In today’s tutorial, we step you through an example logistics regression in R so you can set up your own analyses, understand the output, and start down the path of creating basic predictive models.

For our more experienced readers, please note we are focusing on just the basics of logistic regression so we won’t complicate the lesson with things like time windows or separate training and test sets. I cover those topics in depth in my extended tutorial.

The dummy dataset we will use can be downloaded here.

Loading Data

I’ll start loading some libraries like dplyr from the tidyverse to make our work easier and then load our data.
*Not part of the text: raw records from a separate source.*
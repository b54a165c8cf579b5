//! Data models for Warden storage.

use std::collections::BTreeSet;

use warden_core::Role;

/// A stored account. `password` holds the argon2 PHC string.
#[derive(Debug, Clone, PartialEq, Eq, sqlx::FromRow)]
pub struct User {
    pub id: String,
    pub name: String,
    pub email: String,
    pub password: String,
    #[sqlx(try_from = "String")]
    pub role: Role,
    pub version: i64,
    pub created_at: i64,
    pub updated_at: Option<i64>,
}

/// Fields required to insert an account.
#[derive(Debug, Clone)]
pub struct NewUserParams<'a> {
    pub id: &'a str,
    pub name: &'a str,
    pub email: &'a str,
    pub password_hash: &'a str,
    pub role: Role,
}

/// Sparse account update. `None` leaves the column untouched.
#[derive(Debug, Clone, Default)]
pub struct UserChanges<'a> {
    pub name: Option<&'a str>,
    pub email: Option<&'a str>,
    pub password_hash: Option<&'a str>,
    pub role: Option<Role>,
    /// Increment `version`, invalidating outstanding access tokens.
    pub bump_version: bool,
}

/// Raw row of the `policies` table.
#[derive(Debug, Clone, sqlx::FromRow)]
pub struct PolicyRow {
    pub endpoint: String,
    pub allowed_roles: String,
}

/// An endpoint together with the roles allowed to call it.
#[derive(Debug, Clone, PartialEq, Eq)]
pub struct EndpointPermission {
    pub endpoint: String,
    pub allowed_roles: BTreeSet<Role>,
}

/// One audit trail line.
#[derive(Debug, Clone, sqlx::FromRow)]
pub struct AuditLogEntry {
    pub id: i64,
    pub log: String,
    pub timestamp: i64,
}
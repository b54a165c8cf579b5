//! `Warden` Core Library
//!
//! Shared functionality for `Warden` components:
//! - The closed set of access-control roles
//! - `SQLite` pool helpers and the storage error taxonomy
//! - Tracing subscriber initialisation

pub mod db;
pub mod role;
pub mod tracing_init;

pub use db::DatabaseError;
pub use role::{Role, RoleParseError};
//! Tests for `RoleEndpointService` gRPC implementation.

use std::sync::Arc;

use tonic::Code;
use warden_core::Role;

use warden_proto::role_endpoint_service_server::RoleEndpointService;
use warden_proto::{
    AddRoleEndpointRequest, DeleteRoleEndpointRequest, GetRoleEndpointsRequest, RoleEndpoint,
    UpdateRoleEndpointRequest,
};

use super::policy_svc::RoleEndpointServiceImpl;
use super::status::role_to_proto;
use super::test_helpers::{admin_principal, authed};
use crate::gate::Principal;
use crate::policy::PolicyEngine;
use crate::storage::AuthDatabase;

async fn setup() -> (RoleEndpointServiceImpl, Arc<PolicyEngine>) {
    let db = AuthDatabase::open_in_memory().await.unwrap();
    let policy = Arc::new(PolicyEngine::load(db).await.unwrap());
    (RoleEndpointServiceImpl::new(Arc::clone(&policy)), policy)
}

fn permission(endpoint: &str, roles: &[Role]) -> Option<RoleEndpoint> {
    Some(RoleEndpoint {
        endpoint: endpoint.into(),
        allowed_roles: roles.iter().copied().map(role_to_proto).collect(),
    })
}

fn plain_user() -> Principal {
    Principal {
        user_id: "u1".into(),
        username: "alice".into(),
        role: Role::User,
    }
}

#[tokio::test]
async fn add_update_delete_cycle() {
    let (svc, policy) = setup().await;

    svc.add_role_endpoint(authed(
        AddRoleEndpointRequest {
            permission: permission("/svc/Create", &[Role::Admin]),
        },
        admin_principal(),
    ))
    .await
    .unwrap();
    assert!(policy.check("/svc/Create", Role::User).await.is_err());

    svc.update_role_endpoint(authed(
        UpdateRoleEndpointRequest {
            permission: permission("/svc/Create", &[Role::Admin, Role::User]),
        },
        admin_principal(),
    ))
    .await
    .unwrap();
    policy.check("/svc/Create", Role::User).await.unwrap();

    svc.delete_role_endpoint(authed(
        DeleteRoleEndpointRequest {
            endpoint: "/svc/Create".into(),
        },
        admin_principal(),
    ))
    .await
    .unwrap();
    assert!(policy.check("/svc/Create", Role::Admin).await.is_err());
}

#[tokio::test]
async fn get_role_endpoints_lists_seeded_table() {
    let (svc, _) = setup().await;

    let resp = svc
        .get_role_endpoints(authed(GetRoleEndpointsRequest {}, admin_principal()))
        .await
        .unwrap()
        .into_inner();

    assert_eq!(resp.permissions.len(), 4);
    for p in &resp.permissions {
        assert_eq!(p.allowed_roles, vec![role_to_proto(Role::Admin)]);
    }
}

#[tokio::test]
async fn non_admin_is_denied_by_the_policy_table() {
    let (svc, _) = setup().await;

    let err = svc
        .add_role_endpoint(authed(
            AddRoleEndpointRequest {
                permission: permission("/svc/Create", &[Role::User]),
            },
            plain_user(),
        ))
        .await
        .unwrap_err();
    assert_eq!(err.code(), Code::PermissionDenied);
}

#[tokio::test]
async fn malformed_requests_are_invalid() {
    let (svc, _) = setup().await;

    let err = svc
        .add_role_endpoint(authed(
            AddRoleEndpointRequest { permission: None },
            admin_principal(),
        ))
        .await
        .unwrap_err();
    assert_eq!(err.code(), Code::InvalidArgument);

    let err = svc
        .add_role_endpoint(authed(
            AddRoleEndpointRequest {
                permission: permission("/svc/Create", &[]),
            },
            admin_principal(),
        ))
        .await
        .unwrap_err();
    assert_eq!(err.code(), Code::InvalidArgument);
}

#[tokio::test]
async fn duplicate_and_missing_endpoints() {
    let (svc, _) = setup().await;
    let add = || {
        authed(
            AddRoleEndpointRequest {
                permission: permission("/svc/Create", &[Role::User]),
            },
            admin_principal(),
        )
    };

    svc.add_role_endpoint(add()).await.unwrap();
    let err = svc.add_role_endpoint(add()).await.unwrap_err();
    assert_eq!(err.code(), Code::AlreadyExists);

    let err = svc
        .delete_role_endpoint(authed(
            DeleteRoleEndpointRequest {
                endpoint: "/svc/Missing".into(),
            },
            admin_principal(),
        ))
        .await
        .unwrap_err();
    assert_eq!(err.code(), Code::NotFound);
}
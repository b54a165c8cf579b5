//! Warden Server
//!
//! Authentication and RBAC microservice.

use std::net::SocketAddr;
use std::path::PathBuf;
use std::sync::Arc;
use std::time::Duration;

use clap::Parser;
use tokio::net::TcpListener;
use tracing::{info, warn};
use warden_core::db::PoolConfig;
use warden_core::tracing_init::{LogFormat, init_tracing};

use warden_server::app::Warden;
use warden_server::auth::JwtManager;
use warden_server::revocation::{MemoryRevocationStore, RedisRevocationStore, RevocationStore};
use warden_server::storage::AuthDatabase;

const MIN_SECRET_LEN: usize = 32;
const MEMORY_CACHE: &str = "memory";

#[derive(Parser, Debug)]
#[command(name = "warden")]
#[command(version, about = "Warden - authentication and role-based access control")]
struct Args {
    /// Address to listen on.
    #[arg(long, env = "WARDEN_ADDR", default_value = "0.0.0.0:50051")]
    addr: SocketAddr,

    /// Path to SQLite database file.
    #[arg(long, env = "WARDEN_DB_PATH")]
    db_path: Option<PathBuf>,

    /// Maximum number of pooled database connections.
    #[arg(long, env = "WARDEN_DB_MAX_CONNECTIONS", default_value_t = 5)]
    db_max_connections: u32,

    /// Seconds a write waits for a locked database before failing.
    #[arg(long, env = "WARDEN_DB_BUSY_TIMEOUT", default_value_t = 5)]
    db_busy_timeout: u64,

    /// Revocation cache: a redis:// URL, or "memory" for a single process.
    #[arg(long, env = "WARDEN_CACHE_URL", default_value = "redis://127.0.0.1:6379")]
    cache_url: String,

    /// JWT signing secret (at least 32 bytes).
    #[arg(long, env = "WARDEN_JWT_SECRET", hide_env_values = true)]
    jwt_secret: String,

    /// Access token TTL in seconds.
    #[arg(long, default_value_t = 900)]
    access_ttl: i64,

    /// Refresh token TTL in seconds.
    #[arg(long, default_value_t = 604_800)]
    refresh_ttl: i64,

    /// Per-request deadline in seconds.
    #[arg(long, default_value_t = 30)]
    request_timeout: u64,

    /// Output logs as JSON (for structured log aggregation).
    #[arg(long)]
    log_json: bool,

    /// Name of the administrator to create at startup if missing.
    #[arg(long, env = "WARDEN_ADMIN_USERNAME", requires = "admin_email")]
    admin_username: Option<String>,

    /// Email of the bootstrap administrator.
    #[arg(long, env = "WARDEN_ADMIN_EMAIL", requires = "admin_username")]
    admin_email: Option<String>,
}

#[tokio::main]
async fn main() -> anyhow::Result<()> {
    let args = Args::parse();
    init_tracing("warden_server=info,warden=info", LogFormat::from_json_flag(args.log_json))?;

    info!(
        version = env!("CARGO_PKG_VERSION"),
        addr = %args.addr,
        "Starting warden"
    );

    if args.jwt_secret.len() < MIN_SECRET_LEN {
        anyhow::bail!("JWT secret must be at least {MIN_SECRET_LEN} bytes");
    }
    if args.access_ttl <= 0 || args.refresh_ttl <= 0 {
        anyhow::bail!("Token TTLs must be positive");
    }
    if args.db_max_connections == 0 {
        anyhow::bail!("Database pool needs at least one connection");
    }

    let db_path = match &args.db_path {
        Some(path) => path.clone(),
        None => default_db_path()?,
    };
    info!(path = %db_path.display(), "Opening auth database");
    let db = AuthDatabase::connect(
        &PoolConfig::file(&db_path)
            .max_connections(args.db_max_connections)
            .busy_timeout(Duration::from_secs(args.db_busy_timeout)),
    )
    .await?;

    let revocations = open_revocation_store(&args.cache_url).await?;

    let jwt = JwtManager::new(args.jwt_secret.as_bytes(), args.access_ttl, args.refresh_ttl);
    let warden = Warden::new(
        db,
        jwt,
        revocations,
        Duration::from_secs(args.request_timeout),
    )
    .await?;

    if let (Some(name), Some(email)) = (&args.admin_username, &args.admin_email) {
        let password = std::env::var("WARDEN_ADMIN_PASSWORD").map_err(|_| {
            anyhow::anyhow!("WARDEN_ADMIN_PASSWORD must be set to bootstrap an administrator")
        })?;
        if warden.accounts().ensure_admin(name, email, &password).await? {
            info!(username = %name, "Bootstrap administrator created");
        }
    }

    let listener = TcpListener::bind(args.addr).await?;
    warden
        .serve(listener, async {
            if let Err(e) = tokio::signal::ctrl_c().await {
                warn!(error = %e, "Failed to listen for shutdown signal");
            }
            info!("Received shutdown signal");
        })
        .await?;

    info!("Warden stopped");
    Ok(())
}

async fn open_revocation_store(url: &str) -> anyhow::Result<Arc<dyn RevocationStore>> {
    if url == MEMORY_CACHE {
        warn!("Using in-process revocation store; revocations are lost on restart");
        let store = Arc::new(MemoryRevocationStore::new());

        // Periodically drop expired revocations (hourly)
        let cleanup = Arc::clone(&store);
        tokio::spawn(async move {
            let mut interval = tokio::time::interval(Duration::from_secs(3600));
            interval.tick().await; // Skip first immediate tick
            loop {
                interval.tick().await;
                let removed = cleanup.purge_expired().await;
                if removed > 0 {
                    info!(removed, "Expired revocations purged");
                }
            }
        });
        return Ok(store);
    }

    info!(url = %redact(url), "Connecting to revocation cache");
    Ok(Arc::new(RedisRevocationStore::connect(url).await?))
}

/// Strip credentials from a cache URL before logging it.
fn redact(url: &str) -> String {
    match (url.split_once("://"), url.rsplit_once('@')) {
        (Some((scheme, _)), Some((_, host))) => format!("{scheme}://***@{host}"),
        _ => url.to_string(),
    }
}

fn default_db_path() -> anyhow::Result<PathBuf> {
    let home =
        dirs::home_dir().ok_or_else(|| anyhow::anyhow!("Cannot determine home directory"))?;
    Ok(home.join(".warden").join("warden.db"))
}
I assigned the data to d because short names mean less typing.

Note: If you aren’t familiar with the tidy packages and philosophy, you should get familiar with the tidy packages and philosophy . It pays off in time saved.

### Load libraries
### for magrittr piping, dplyr, ggplot, etc. 
### if you have trouble installing tidyverse within Rstudio
### try from within the RGui instead. 
library(tidyverse)

d <- readr::read_csv("data/Sim_Turnover_Data_HR_Analytics_101_CSV (1).csv")

Variable Selection

Our first step is to take a look at the data and get a feel for what variables might matter.
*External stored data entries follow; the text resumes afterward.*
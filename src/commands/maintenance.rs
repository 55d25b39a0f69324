//! Long-running collection commands with terminal progress
//!
//! Both commands stop cleanly on Ctrl-C: the scan is cancelled at the next
//! batch boundary and nothing is removed.

use crate::error::Result;
use crate::maintenance::{CleanupReport, ScanProgress, ValidationSummary};
use crate::service::WordService;
use indicatif::{ProgressBar, ProgressStyle};
use tokio_util::sync::CancellationToken;

/// Token that fires on the first Ctrl-C
#[must_use]
pub fn cancel_on_ctrl_c() -> CancellationToken {
    let token = CancellationToken::new();
    let trigger = token.clone();
    tokio::spawn(async move {
        if tokio::signal::ctrl_c().await.is_ok() {
            tracing::warn!("interrupt received, stopping after current batch");
            trigger.cancel();
        }
    });
    token
}

fn scan_bar(total: usize) -> ProgressBar {
    let pb = ProgressBar::new(total as u64);
    if let Ok(style) = ProgressStyle::default_bar()
        .template("{spinner:.green} [{bar:40.cyan/blue}] {pos}/{len} ({percent}%) | {msg}")
    {
        pb.set_style(style.progress_chars("█▓▒░"));
    }
    pb
}

fn tick(pb: &ProgressBar, p: &ScanProgress) {
    pb.set_position(p.processed as u64);
    pb.set_message(format!(
        "batch {}/{} | {} invalid, {} unavailable",
        p.batch, p.total_batches, p.invalid, p.unavailable
    ));
}

/// Validate the whole collection with a progress bar
pub async fn validate_collection(
    service: &WordService,
    cancel: &CancellationToken,
) -> ValidationSummary {
    let pb = scan_bar(service.stats().total_words);
    let summary = service
        .validate_collection(cancel, |p| tick(&pb, p))
        .await;
    pb.finish_and_clear();
    summary
}

/// Run cleanup with a progress bar
///
/// # Errors
/// Propagates the maintainer's storage and cancellation errors.
pub async fn cleanup(
    service: &WordService,
    auto_remove: bool,
    cancel: &CancellationToken,
) -> Result<CleanupReport> {
    let pb = scan_bar(service.stats().total_words);
    let report = service
        .cleanup(auto_remove, cancel, |p| {
            pb.set_length(p.total as u64);
            tick(&pb, p);
        })
        .await;
    pb.finish_and_clear();
    report
}
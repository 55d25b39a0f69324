//! External dictionary source
//!
//! The default implementation talks to a Free Dictionary API compatible
//! endpoint: `GET {base_url}{word}` returns a JSON array of entries, and
//! 404 means the word is unknown.

use super::record::Pronunciation;
use async_trait::async_trait;
use reqwest::{Client, StatusCode};
use serde::Deserialize;
use std::time::Duration;
use thiserror::Error;

/// At most this many definitions are kept per word
pub const MAX_DEFINITIONS: usize = 5;
/// At most this many example sentences are kept per word
pub const MAX_EXAMPLES: usize = 3;

#[derive(Debug, Clone, PartialEq, Eq, Error)]
pub enum SourceError {
    #[error("request timed out")]
    Timeout,
    #[error("transport error: {0}")]
    Transport(String),
    #[error("unexpected status {0}")]
    Status(u16),
    #[error("malformed response: {0}")]
    Malformed(String),
}

/// Dictionary payload for a word the source knows
#[derive(Debug, Clone, Default, PartialEq, Eq)]
pub struct DictionaryEntry {
    pub definitions: Vec<String>,
    pub word_forms: Vec<String>,
    pub pronunciations: Vec<Pronunciation>,
    pub examples: Vec<String>,
}

/// Lookup-by-word against an authoritative dictionary
///
/// `Ok(None)` means the source answered and does not know the word.
#[async_trait]
pub trait DictionarySource: Send + Sync {
    fn name(&self) -> &str;

    async fn lookup(&self, word: &str) -> Result<Option<DictionaryEntry>, SourceError>;
}

// Wire format

#[derive(Debug, Deserialize)]
struct RawEntry {
    #[serde(default)]
    phonetic: Option<String>,
    #[serde(default)]
    phonetics: Vec<RawPhonetic>,
    #[serde(default)]
    meanings: Vec<RawMeaning>,
}

#[derive(Debug, Deserialize)]
struct RawPhonetic {
    #[serde(default)]
    text: Option<String>,
    #[serde(default)]
    audio: Option<String>,
}

#[derive(Debug, Deserialize)]
#[serde(rename_all = "camelCase")]
struct RawMeaning {
    #[serde(default)]
    part_of_speech: Option<String>,
    #[serde(default)]
    definitions: Vec<RawDefinition>,
}

#[derive(Debug, Deserialize)]
struct RawDefinition {
    definition: String,
    #[serde(default)]
    example: Option<String>,
}

/// Region label from an audio URL such as `.../hello-uk.mp3`
fn audio_prefix(audio: &str) -> Option<String> {
    let file = audio.rsplit('/').next()?;
    let stem = file.split('.').next()?;
    let (_, region) = stem.rsplit_once('-')?;
    (region.len() == 2 && region.chars().all(|c| c.is_ascii_alphabetic()))
        .then(|| region.to_ascii_lowercase())
}

fn non_empty(s: Option<String>) -> Option<String> {
    s.map(|v| v.trim().to_string()).filter(|v| !v.is_empty())
}

fn merge_entries(entries: Vec<RawEntry>) -> DictionaryEntry {
    let mut out = DictionaryEntry::default();
    for entry in entries {
        for p in entry.phonetics {
            let audio = non_empty(p.audio);
            let Some(phonetic) = non_empty(p.text) else {
                continue;
            };
            if out.pronunciations.iter().any(|x| x.phonetic == phonetic) {
                continue;
            }
            out.pronunciations.push(Pronunciation {
                prefix: audio.as_deref().and_then(audio_prefix),
                phonetic,
                audio,
            });
        }
        if out.pronunciations.is_empty()
            && let Some(phonetic) = non_empty(entry.phonetic)
        {
            out.pronunciations.push(Pronunciation {
                prefix: None,
                phonetic,
                audio: None,
            });
        }

        for meaning in entry.meanings {
            if let Some(pos) = non_empty(meaning.part_of_speech)
                && !out.word_forms.contains(&pos)
            {
                out.word_forms.push(pos);
            }
            for def in meaning.definitions {
                if out.definitions.len() < MAX_DEFINITIONS
                    && let Some(text) = non_empty(Some(def.definition))
                {
                    out.definitions.push(text);
                }
                if out.examples.len() < MAX_EXAMPLES
                    && let Some(example) = non_empty(def.example)
                {
                    out.examples.push(example);
                }
            }
        }
    }
    out
}

/// Parse a successful lookup body
///
/// # Errors
/// `SourceError::Malformed` if the body is not the expected JSON shape.
pub fn parse_entries(body: &str) -> Result<DictionaryEntry, SourceError> {
    let entries: Vec<RawEntry> =
        serde_json::from_str(body).map_err(|e| SourceError::Malformed(e.to_string()))?;
    Ok(merge_entries(entries))
}

pub struct HttpDictionarySource {
    client: Client,
    base_url: String,
}

impl HttpDictionarySource {
    /// # Errors
    /// `SourceError::Transport` if the HTTP client cannot be built.
    pub fn new(
        base_url: impl Into<String>,
        timeout: Duration,
        user_agent: &str,
    ) -> Result<Self, SourceError> {
        let client = Client::builder()
            .timeout(timeout)
            .user_agent(user_agent)
            .build()
            .map_err(|e| SourceError::Transport(e.to_string()))?;
        let mut base_url = base_url.into();
        if !base_url.ends_with('/') {
            base_url.push('/');
        }
        Ok(Self { client, base_url })
    }
}

#[async_trait]
impl DictionarySource for HttpDictionarySource {
    fn name(&self) -> &str {
        &self.base_url
    }

    async fn lookup(&self, word: &str) -> Result<Option<DictionaryEntry>, SourceError> {
        let url = format!("{}{}", self.base_url, word);
        let resp = self.client.get(&url).send().await.map_err(|e| {
            if e.is_timeout() {
                SourceError::Timeout
            } else {
                SourceError::Transport(e.to_string())
            }
        })?;

        match resp.status() {
            StatusCode::NOT_FOUND => Ok(None),
            s if s.is_success() => {
                let body = resp
                    .text()
                    .await
                    .map_err(|e| SourceError::Transport(e.to_string()))?;
                parse_entries(&body).map(Some)
            }
            s => Err(SourceError::Status(s.as_u16())),
        }
    }
}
Some (like age and gender) should always be part of your exploration and analysis, while others may emerge after your descriptive analysis.

The key idea is that you want to approach your modeling with some general understanding of your data and reasonably related factors. If you skip this step, you will end up throwing a lot of garbage into the model and you’ll get a lot of garbage out.
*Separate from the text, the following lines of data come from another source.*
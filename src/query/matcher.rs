//! Fixed-length wildcard matching for interactive puzzle solving
//!
//! Candidates come from the snapshot's length index, so a query only
//! touches words of the declared length.

use crate::core::{Pattern, PatternError};
use crate::store::Snapshot;

/// Words of length `length` that match `pattern` position by position
///
/// # Errors
/// Returns a [`PatternError`] if the pattern is malformed or its length
/// differs from `length`. A well-formed query with no matches is `Ok(vec![])`.
pub fn match_pattern(
    snapshot: &Snapshot,
    length: usize,
    pattern: &str,
) -> Result<Vec<String>, PatternError> {
    let pattern = Pattern::parse(length, pattern)?;

    let candidates = snapshot.of_length(pattern.len());
    if pattern.is_all_wildcards() {
        return Ok(candidates.map(str::to_string).collect());
    }
    Ok(candidates
        .filter(|w| pattern.matches(w))
        .map(str::to_string)
        .collect())
}

/// Every word with exactly `length` letters, in store order
#[must_use]
pub fn words_of_length(snapshot: &Snapshot, length: usize) -> Vec<String> {
    snapshot.of_length(length).map(str::to_string).collect()
}
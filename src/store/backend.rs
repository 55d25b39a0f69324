//! Durable storage contract
//!
//! The collection is persisted as one flat, newline-delimited document. A
//! backend only knows how to fetch and overwrite that document (plus write
//! side copies for backups); the set semantics live in [`super::WordStore`].

use async_trait::async_trait;
use serde::Serialize;
use std::fmt;
use thiserror::Error;

#[derive(Debug, Clone, Copy, PartialEq, Eq, Serialize)]
#[serde(rename_all = "snake_case")]
pub enum StorageErrorCode {
    Network,
    Status,
    Io,
    Injected,
}

impl StorageErrorCode {
    #[must_use]
    pub const fn as_str(self) -> &'static str {
        match self {
            Self::Network => "network_error",
            Self::Status => "status_error",
            Self::Io => "io_error",
            Self::Injected => "injected_failure",
        }
    }
}

impl fmt::Display for StorageErrorCode {
    fn fmt(&self, f: &mut fmt::Formatter<'_>) -> fmt::Result {
        f.write_str(self.as_str())
    }
}

/// Failure talking to the durable backing
#[derive(Debug, Clone, PartialEq, Eq, Error)]
#[error("{code}: {message}")]
pub struct StorageError {
    pub code: StorageErrorCode,
    pub message: String,
}

impl StorageError {
    #[must_use]
    pub fn new(code: StorageErrorCode, message: impl Into<String>) -> Self {
        Self {
            code,
            message: message.into(),
        }
    }

    #[must_use]
    pub fn io(err: &std::io::Error) -> Self {
        Self::new(StorageErrorCode::Io, err.to_string())
    }
}

/// Description of a configured backend, reported by the health surface
#[derive(Debug, Clone, PartialEq, Eq, Serialize)]
pub struct StorageInfo {
    pub provider: &'static str,
    pub kind: &'static str,
    pub location: String,
}

#[async_trait]
pub trait StorageBackend: Send + Sync {
    fn info(&self) -> StorageInfo;

    /// Fetch the full document; `Ok(None)` when it does not exist yet
    async fn get(&self) -> Result<Option<String>, StorageError>;

    /// Overwrite the full document
    async fn put(&self, document: &str) -> Result<(), StorageError>;

    /// Write a side copy tagged with `stamp`; returns where it landed
    async fn put_backup(&self, stamp: &str, document: &str) -> Result<String, StorageError>;

    /// Cheap reachability check
    async fn probe(&self) -> Result<(), StorageError>;
}

/// Split a stored document into normalized, de-duplicated entries
///
/// Blank lines are skipped and first occurrence wins, so a hand-edited file
/// with duplicates or mixed case still yields a valid set.
#[must_use]
pub fn parse_document(content: &str) -> Vec<String> {
    let mut seen = rustc_hash::FxHashSet::default();
    content
        .lines()
        .map(|line| line.trim().to_lowercase())
        .filter(|w| !w.is_empty())
        .filter(|w| seen.insert(w.clone()))
        .collect()
}

/// Render entries as a sorted newline-delimited document
#[must_use]
pub fn render_document<'a>(words: impl IntoIterator<Item = &'a str>) -> String {
    let mut sorted: Vec<&str> = words.into_iter().collect();
    sorted.sort_unstable();
    let mut out = sorted.join("\n");
    if !out.is_empty() {
        out.push('\n');
    }
    out
}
Our goal is to model the likelihood of a voluntary departure so we’ll keep things simple and try to identify which of our variables are correlated with the outcome.

The vol_leave outcome variable is coded as 0/1 so we’ll look at the proportions of quitting against the other variables.

Let’s first look at the roles we have.

table(d$role) %>% barplot(border = NA, main = "Roles in Dataset", col = "#2334A6")

We have a ton of individual contributors and managers and only a handful of the more senior roles.

The career dynamics for those senior positions are likely quite different, so let’s drop those from our current analysis using the filter function from dplyr and assign that filtered data to a new dataframe, d2; if you want to look at turnover for Director and up positions, do that separately.

### filter down to just ind contr and managers and assign to new dataframe

d2 <- d %>% dplyr::filter(role %in% c("Ind", "Manager"))

Now we can take a look at the proportions of departures by some of our other variables.

We’ll start with a males/females comparison using the table and prop.table functions along with the pipe function %>% from the magrittr package.

table(d2$sex, d2$vol_leave) %>% prop.table(1) %>% round(2)
##         
##             0    1
##   Female 0.53 0.47
##   Male   0.72 0.28

Females have a voluntary departure of 47% v. 28% for males, a major difference. We’ll be sure to keep that as a predictor.

Now let’s see if we have any evidence of differences based on the business area.

To do this, we’ll first split by business area and then compare the departure percentages across areas similar to do what we did above.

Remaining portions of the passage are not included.